Por: Jorge Altamira
El protagonismo intenso de Hugo Chávez desde su primera aparición en el escenario político vela en muchos casos la naturaleza histórica de la experiencia que encabezó. Nos referimos al nacionalismo popular latinoamericano de cuño militar. Fueron exponentes de ello Perón, y el boliviano Juan José Torres y el peruano Velazco Alvarado a finales de los 60. No puede olvidarse tampoco el rol del mexicano Lázaro Cárdenas, en México, en las postrimerías de los años 30, aunque en este caso como representante de un partido, el PRI, en la tradición de la revolución de 1910.
La agenda de la mayor parte de ellos fue la nacionalización del petróleo, aunque Velazco estatizó las grandes haciendas de la costa peruana y Perón desarrolló una amplia estatización de servicios públicos e incluso del comercio exterior. El sentido histórico de estos movimientos ha sido ampliar el campo de desarrollo del Estado nacional. Cuando la penetración económica del capital extranjero alcanzó sus propios límites y entró en crisis con las posibilidades nacionales ulteriores de los países, emergieron en cada ocasión movimientos nacionales, que en distintos casos fueron desencadenados por el ejército.
Este contexto ayuda a entender los límites históricos de estos movimientos, que no pretenden superar el capitalismo; buscan, al contrario, desbloquear su desarrollo, en especial mediante una intervención excepcional del Estado. Todos se han revestido de un carácter socialista, pero se trata solamente de la enunciación de un socialismo distributivo, no de la transformación socialista de las relaciones de producción existente. Es común al nacionalismo combatir la diferenciación política entre las clases, a las que pretende englobar en un “proyecto nacional”. La clase obrera debe ocupar en este esquema un lugar subordinado, bajo la tutela del Estado, controlada por una burocracia sindical.
El balance que ha dejado la historia es que los movimientos nacionales han fracasado en conquistar una efectiva autonomía nacional, pero es incuestionablemente que dejaron un campo más amplio para el desarrollo del capitalismo, no solamente el nacional sino también el extranjero.
El chavismo forma parte de este fenómeno histórico, lo cual no disminuye la jerarquía de su singularidad.

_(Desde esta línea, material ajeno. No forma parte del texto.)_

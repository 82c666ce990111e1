//! Scenario files end to end: YAML on disk through both engines.

use std::path::PathBuf;

use queuecalc::cli::{analyze_file, Analysis};
use queuecalc::prelude::*;

fn textbook() -> ScenarioFile {
    let path = PathBuf::from(env!("CARGO_MANIFEST_DIR")).join("scenarios/textbook.yaml");
    ScenarioFile::load(path).unwrap()
}

#[test]
fn test_textbook_scenarios_all_succeed() {
    let file = textbook();
    let reports = analyze_file(&file);
    assert_eq!(reports.len(), 6);
    for report in &reports {
        assert!(report.error.is_none(), "{}: {:?}", report.name, report.error);
    }
}

#[test]
fn test_textbook_ratio_rates() {
    let reports = analyze_file(&textbook());
    let clinic = reports.iter().find(|r| r.name == "slow clinic").unwrap();
    match &clinic.result {
        Some(Analysis::Mmck(result)) => {
            assert_eq!(result.notation(), "M/M/3/7");
            let lq = result.metrics.as_ref().unwrap().lq;
            assert!((lq - 504.0 / 163.0).abs() < 1e-6);
        }
        other => panic!("expected an M/M/c/K result, got {other:?}"),
    }
}

#[test]
fn test_textbook_dd1k_regimes() {
    let reports = analyze_file(&textbook());
    let regimes: Vec<Regime> = reports
        .iter()
        .filter_map(|r| match &r.result {
            Some(Analysis::Dd1k(queue)) => Some(queue.regime()),
            _ => None,
        })
        .collect();
    assert_eq!(regimes, vec![Regime::Draining, Regime::Oscillating]);
}

#[test]
fn test_config_block_changes_horizon() {
    let dir = tempfile::tempdir().unwrap();
    let path = dir.path().join("long.yaml");
    std::fs::write(
        &path,
        "config:\n  dd1k:\n    horizon_floor: 40\nscenarios:\n  - model: dd1k\n    arrival_rate: 1\n    service_rate: 2\n    capacity: 10\n    initial_customers: 5\n",
    )
    .unwrap();

    let file = ScenarioFile::load(&path).unwrap();
    let reports = analyze_file(&file);
    match &reports[0].result {
        Some(Analysis::Dd1k(queue)) => {
            assert_eq!(queue.base().graph_horizon, 40);
            assert_eq!(queue.base().timeline.last().map(|r| r.arrivals), Some(40));
        }
        other => panic!("expected a D/D/1/K result, got {other:?}"),
    }
}

#[test]
fn test_standalone_analysis_config() {
    let dir = tempfile::tempdir().unwrap();
    let path = dir.path().join("strict.yaml");
    std::fs::write(&path, "fraction:\n  max_iterations: 1\n").unwrap();

    let config = AnalysisConfig::load(&path).unwrap();
    assert!(mm_with(1.0, 0.5, 1, None, &config).is_ok());
    let err = build_dd1k_with(0.123_456_7, 1.0, 5, Some(2), &config).unwrap_err();
    assert!(matches!(err, QueueError::NoConvergence { .. }));
}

Emerge en el marco de una gran crisis mundial, no solamente Venezuela, que se manifiesta en el arrasamiento de la protección del desarrollo nacional por parte del llamado neoliberalismo. Se fusiona desde la cuna con las masas empobrecidas, en este caso cuando la sublevación militar de 1992 esgrime el repudio a la inmensa represión con que el gobierno de turno castigó el Caracazo y consigue como consecuencia un gran apoyo popular. El llamado ‘golpe’ alimenta la ilusión de que las armas del país podían ponerse al servicio del pueblo. En ese momento comienza el ascenso plebiscitario de Chávez, que se reforzará con la resistencia popular al golpe derechista de abril de 2002 y al sabotaje petrolero de finales de ese año. El chavismo se incrusta en la experiencia viva de un pueblo.
El eje del nacionalismo chavista descansa en el rescate de PDVSA, la empresa estatal de petróleo, cuyo capital estaba siendo transferido a las bolsas extranjeras, como Menem y Kirchner lo intentaron a principios de los 90 cuando convirtieron a YPF en sociedad anónima. La disparada de los precios del combustible posibilitará una redistribución de ingresos mediante variados programas sociales, pero también una serie de nacionalizaciones que serán pagadas generosamente, lo cual es una forma de descapitalización del país. En el caso del Banco Santander, se realizó por necesidades de este grupo, acosado por la crisis financiera internacional.
En otro plano, el chavismo estatiza el movimiento sindical, que bajo el impulso inicial del nacionalismo había cobrado cierta independencia, y establecido un régimen de arbitraje obligatorio. Como ocurriera con todos sus antecedentes históricos, el empeño del chavismo ha sido impedir una evolución política independiente de la clase obrera.
Los límites de esta política se manifiestan en la falta de industrialización del país, en la dependencia creciente de la renta petrolera y en la desorganización económica. El propio distribucionismo ha entrado en crisis, como consecuencia de los problemas cada vez mayores de PDVSA. La muerte de Chávez traslada la tarea del ‘ajuste’ (devaluaciones) a sus sucesores, que carecen para ello de la autoridad del líder. Esta muerte abre una crisis en los métodos de poder, en momentos en que el nacionalismo económico de cuño capitalista desnuda sus limitaciones. La nueva situación política devuelve la función de arbitraje a las fuerzas armadas, en el marco de una intensa convulsión de las masas del chavismo.
La izquierda ha vivido a la sombra del chavismo. No aparece como una alternativa política. Tiene el desafío ahora de discutir la nueva situación que crea la desaparición de Chávez y el agotamiento del proyecto nacionalista, para ofrecer una posibilidad superadora.